We had a birthday party for DSD at my Dad's and we took a lovely picture of her with her One Direction cake, and I suggested to DP that he send it to DSD's mum. Her mum sent pictures of her riding her bike for the first time. They're always telling each other about the nice things about their daughter.

It's like me texting DP when I'm out and about with DS1 and we stop off at the park and I text DP to tell him how happy DS1 is, and I send him a picture of him on the swings looking adorable. Or if I'm taking DS2 to get weighed and I ring DP and laugh about how fat our little chubby chops has got since last time. We share these special moments as parents.

I honestly wouldn't raise an eyebrow if DP or his ex texted each other about something cute their daughter has done or her achievements etc.. I'm too enthralled in my own children's cuteness to bat an eyelid anyway! grin

But no, seriously. I wouldn't let it bother you. A few texts about their child and what they've been up to sounds completely innocent to me.

TwattyBojangles Mon 28-Oct-13 20:55:57

If your DP is open with you about the messages and content then just take it on the chin and be pleased that he is playing an active role in his childs life. If you think she's doing it to try and annoy you, be the bigger person and ignore the time etc. Being a step parent is difficult in a lot of ways, and if this is only a small niggle it's not worth letting it get to you.

myusername111 Tue 29-Oct-13 17:26:09

I do think sometimes I need to wind my neck in and this on its own would not be an issue if it weren't for the fact that she says so much nasty stuff through her child about me and the children. Its just a little too much to bear iyswim? Ah maybe I am having an off day but just feel she is taking the piss a little too far.

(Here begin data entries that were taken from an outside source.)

//! Model loader registry.
//!
//! Applications register one [`ModelLoader`] per model so that fixture
//! records can be written to whatever storage the application uses.

use std::collections::HashMap;
use std::sync::Arc;

use async_trait::async_trait;
use once_cell::sync::Lazy;
use parking_lot::RwLock;

use super::FixtureRecord;
use crate::error::{SeedingError, SeedingResult};

/// Trait for loading fixture records into the datastore.
#[async_trait]
pub trait ModelLoader: Send + Sync {
	/// Returns the model identifier (e.g., "sitetree.Tree").
	fn model_id(&self) -> &str;

	/// Loads a single fixture record, returning the stored primary key.
	async fn load_record(&self, record: &FixtureRecord) -> SeedingResult<serde_json::Value>;

	/// Loads multiple fixture records for this model.
	///
	/// The default implementation loads records sequentially and stops at
	/// the first failure.
	async fn load_records(&self, records: &[&FixtureRecord]) -> SeedingResult<usize> {
		for record in records {
			self.load_record(record).await?;
		}
		Ok(records.len())
	}
}

static MODEL_REGISTRY: Lazy<RwLock<HashMap<String, Arc<dyn ModelLoader>>>> =
	Lazy::new(|| RwLock::new(HashMap::new()));

/// Registers a model loader in the global registry.
///
/// A later registration for the same model identifier replaces the earlier
/// one.
///
/// ```ignore
/// struct TreeLoader;
///
/// #[async_trait]
/// impl ModelLoader for TreeLoader {
///     fn model_id(&self) -> &str { "sitetree.Tree" }
///     async fn load_record(&self, record: &FixtureRecord) -> SeedingResult<serde_json::Value> {
///         insert_tree(record).await
///     }
/// }
///
/// register_model_loader(TreeLoader);
/// ```
pub fn register_model_loader<L: ModelLoader + 'static>(loader: L) {
	let model_id = loader.model_id().to_string();
	tracing::debug!(model = %model_id, "registered model loader");
	MODEL_REGISTRY.write().insert(model_id, Arc::new(loader));
}

/// Handle onto the global model loader registry.
#[derive(Debug, Default, Clone, Copy)]
pub struct ModelRegistry;

impl ModelRegistry {
	/// Creates a new registry handle.
	pub fn new() -> Self {
		Self
	}

	/// Gets the loader for a model identifier.
	pub fn get_loader(&self, model_id: &str) -> Option<Arc<dyn ModelLoader>> {
		MODEL_REGISTRY.read().get(model_id).cloned()
	}

	/// Checks if a loader is registered for the model identifier.
	pub fn has_loader(&self, model_id: &str) -> bool {
		MODEL_REGISTRY.read().contains_key(model_id)
	}

	/// Returns all registered model identifiers.
	pub fn model_ids(&self) -> Vec<String> {
		MODEL_REGISTRY.read().keys().cloned().collect()
	}

	/// Returns the number of registered loaders.
	pub fn len(&self) -> usize {
		MODEL_REGISTRY.read().len()
	}

	/// Returns true if no loaders are registered.
	pub fn is_empty(&self) -> bool {
		MODEL_REGISTRY.read().is_empty()
	}

	/// Clears all registered loaders.
	///
	/// This is primarily useful for testing.
	pub fn clear(&self) {
		MODEL_REGISTRY.write().clear();
	}

	/// Loads records for one model using its registered loader.
	///
	/// # Errors
	///
	/// Returns [`SeedingError::ModelNotFound`] if no loader is registered.
	pub async fn load_records(
		&self,
		model_id: &str,
		records: &[&FixtureRecord],
	) -> SeedingResult<usize> {
		let loader = self
			.get_loader(model_id)
			.ok_or_else(|| SeedingError::ModelNotFound(model_id.to_string()))?;
		loader.load_records(records).await
	}
}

myusername111 Tue 05-Nov-13 09:17:44

Just an update....he has recently started having more contact and this has lead to more late night texts although all about the child its about f all! Its doing my head in. I have started feeling totally paranoid and wondering if she is calling when he is at work and he is not telling me. She penned a message the other night as if they had been talking all day or something. Its ruining my relationship and I don't know what to do?

mammajah Sun 10-Nov-13 10:38:19

How do they look at each other? Listen to your heart and don't over react if you feel your heart is safe. Parenting is hard, it's even harder when you miss out on all those special moments. Hope all works out x

AmberLeaf Sun 10-Nov-13 10:46:25

Nothing wrong with those sort of messages, but I would take issue wit them being sent at 11pm, I also wouldn't send my ex any sort of message at that time [emergency child being ill an exception of course]

Does he reply to the late night messages right away? The correct response to a message like that at 11pm would be to ignore until the next morning/day.

If he is responding at that time of night I can see why it is pissing you off.

riverboat Sun 10-Nov-13 11:41:17

How long has it been since they split up?

Do you actually think she is trying to get him back by making him feel guilty about the moments he's missing with the DC?

DP's ex sends DP photos and texts about DSS. Not every day but once or twice a week probably. He does the same when DSS is with us. I really don't have a problem with it, I think it's a good thing that they remain friends and co operate in their parenting of DSS. But I know that there is no ulterior motive behind any of it so it doesn't make me feel insecure or anything.

TheMumsRush Sun 10-Nov-13 19:32:34

We have the complete opposite, we get no info at all. Nothing. Not even if one is ill. We may get a confirmation of pick up time if thing have been moved around (hardly ever) but that's it really.